Ok. That's a good approximate goal. Let's see how to write
SST25VF080B in 2.5 min = 150 s.

(Conservatively assuming read/verify needs the other 30s.)

The first two bytes require six bytes * 8 clocks = 48 clocks.
All other two bytes require three bytes * 8 clocks = 24 clocks.

So the first two bytes need 24 extra clocks, and 8 more are needed at
the end for the WRDI command.

8388608 / 2 * 24 = 100663296 + 32 = 100663328 total clocks

For end-of-write detection I think it is easiest to simply wait Tbp
(10us) after each pair of bytes. Using this method, the time spent
waiting will be a minimum of:

8388608 / 2 * .00001 = 41.94304 seconds

Because of the high number of waits needed and because of the
"distance" in hardware between the PC CPU doing the waiting and the
SPI output pins on the USB module, this time can increase a lot.

Data will be streamed to the FTDI and not transferred all at once and
stored in RAM closer to the flash chip, so USB performance must also
be considered.

FT2232D is a full speed device, the minimum unit in full speed USB
scheduling is a frame, and a frame is scheduled every 1 ms.

Assuming that there is no other activity on the USB, and that only
one transfer is made per frame, every wait state will be a minimum of
1 ms, instead of 10 us, causing a 100x slowdown.
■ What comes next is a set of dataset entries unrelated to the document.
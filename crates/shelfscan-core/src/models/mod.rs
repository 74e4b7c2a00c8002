pub mod file;
pub mod record;

pub use file::{FileHandle, FormatKind};
pub use record::{MetadataRecord, non_empty, parse_number, year_from_date};
use std::time::Duration;

use async_trait::async_trait;
use shelfscan_core::{CatalogConfig, MetadataRecord};
use tracing::{debug, warn};

use crate::enrichment::merge::MergeLayer;
use crate::error::Result;

pub mod google_books;
pub mod open_library;

pub use google_books::{GoogleBooksSource, build_query};
pub use open_library::OpenLibrarySource;

/// A remote book catalog searched by title and author.
#[async_trait]
pub trait CatalogSource: Send + Sync {
    fn name(&self) -> &'static str;

    /// Best match for the given terms as a partial record. An empty record
    /// means no match; errors are transport or decoding failures.
    async fn search(&self, title: Option<&str>, author: Option<&str>) -> Result<MetadataRecord>;
}

/// Result of asking every configured source.
#[derive(Debug, Clone, Default)]
pub struct CatalogLookup {
    pub record: MetadataRecord,
    pub sources_used: Vec<String>,
    pub errors: Vec<String>,
}

/// Queries the configured catalog sources in order and folds their answers.
///
/// Failures never escape: a source that errors contributes nothing.
pub struct CatalogClient {
    sources: Vec<Box<dyn CatalogSource>>,
}

impl CatalogClient {
    pub fn new(sources: Vec<Box<dyn CatalogSource>>) -> Self {
        Self { sources }
    }

    /// Build the sources named in `config.sources`; unknown names are skipped.
    pub fn from_config(config: &CatalogConfig) -> Result<Self> {
        let timeout = Duration::from_secs(config.timeout_secs);
        let mut sources: Vec<Box<dyn CatalogSource>> = Vec::new();
        for name in &config.sources {
            match name.as_str() {
                "google_books" => sources.push(Box::new(GoogleBooksSource::with_base_url(
                    &config.google_books_url,
                    timeout,
                    config.resolve_google_api_key(),
                )?)),
                "open_library" => sources.push(Box::new(OpenLibrarySource::with_base_url(
                    &config.open_library_url,
                    timeout,
                )?)),
                other => warn!("unknown catalog source '{other}', skipping"),
            }
        }
        Ok(Self::new(sources))
    }

    pub fn is_empty(&self) -> bool {
        self.sources.is_empty()
    }

    /// Catalog layer for `title`/`author` plus which sources answered or failed.
    /// The record is empty when nothing matched or every source failed.
    pub async fn lookup(&self, title: Option<&str>, author: Option<&str>) -> CatalogLookup {
        let mut outcome = CatalogLookup::default();
        let Some(query) = build_query(title, author) else {
            return outcome;
        };
        debug!(%query, "catalog lookup");

        for source in &self.sources {
            match source.search(title, author).await {
                Ok(layer) if layer.is_empty() => {
                    debug!(source = source.name(), "no catalog match");
                }
                Ok(layer) => {
                    outcome.record.apply_layer(layer);
                    outcome.sources_used.push(source.name().to_string());
                }
                Err(err) => {
                    warn!(source = source.name(), "catalog lookup failed: {err}");
                    outcome.errors.push(format!("{}: {err}", source.name()));
                }
            }
        }
        outcome
    }
}

#[cfg(test)]
mod tests {
    use super::*;
    use crate::error::EnrichError;

    struct Fixed(&'static str, MetadataRecord);

    #[async_trait]
    impl CatalogSource for Fixed {
        fn name(&self) -> &'static str {
            self.0
        }

        async fn search(&self, _: Option<&str>, _: Option<&str>) -> Result<MetadataRecord> {
            Ok(self.1.clone())
        }
    }

    struct Failing;

    #[async_trait]
    impl CatalogSource for Failing {
        fn name(&self) -> &'static str {
            "failing"
        }

        async fn search(&self, _: Option<&str>, _: Option<&str>) -> Result<MetadataRecord> {
            Err(EnrichError::ApiError("failing".to_string(), "HTTP 500".to_string()))
        }
    }

    #[tokio::test]
    async fn later_sources_overwrite_earlier_fields() {
        let client = CatalogClient::new(vec![
            Box::new(Fixed(
                "first",
                MetadataRecord {
                    title: Some("Dune".to_string()),
                    publisher: Some("Chilton".to_string()),
                    ..Default::default()
                },
            )),
            Box::new(Failing),
            Box::new(Fixed(
                "second",
                MetadataRecord {
                    publisher: Some("Ace".to_string()),
                    ..Default::default()
                },
            )),
        ]);

        let outcome = client.lookup(Some("Dune"), None).await;
        assert_eq!(outcome.record.title.as_deref(), Some("Dune"));
        assert_eq!(outcome.record.publisher.as_deref(), Some("Ace"));
        assert_eq!(outcome.sources_used, vec!["first", "second"]);
        assert_eq!(outcome.errors.len(), 1);
    }

    #[tokio::test]
    async fn no_terms_returns_empty() {
        let client = CatalogClient::new(vec![Box::new(Failing)]);
        let outcome = client.lookup(None, Some("")).await;
        assert!(outcome.record.is_empty());
        assert!(outcome.errors.is_empty());
    }

    #[test]
    fn from_config_skips_unknown_sources() {
        let config = CatalogConfig {
            sources: vec![
                "google_books".to_string(),
                "library_of_babel".to_string(),
                "open_library".to_string(),
            ],
            ..Default::default()
        };
        let client = CatalogClient::from_config(&config).unwrap();
        assert_eq!(client.sources.len(), 2);
    }
}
About 4200s = 70 min
would be spent waiting for scheduling. :)

There is room for more than one transfer in each frame however, so if
care is taken, dummy transfers can be inserted (should be commands
that communicate with the FTDI only, maybe reading some status
register) between the three bytes going out to SPI.

I am not sure if the FTDI chips or even the Linux USB stack allow
this fine control over the USB communication, so I am curious to hear
more about any testing that is done.


Most of the time budget will be eaten up by wait states. If the USB
communication can be optimized so that overhead costs only 3x
(which I think is way too optimistic still) that means ~125 seconds
of waiting, leaving 25 seconds for clocking out write commands:

100663328 / 25 = 4026533 clocks per second.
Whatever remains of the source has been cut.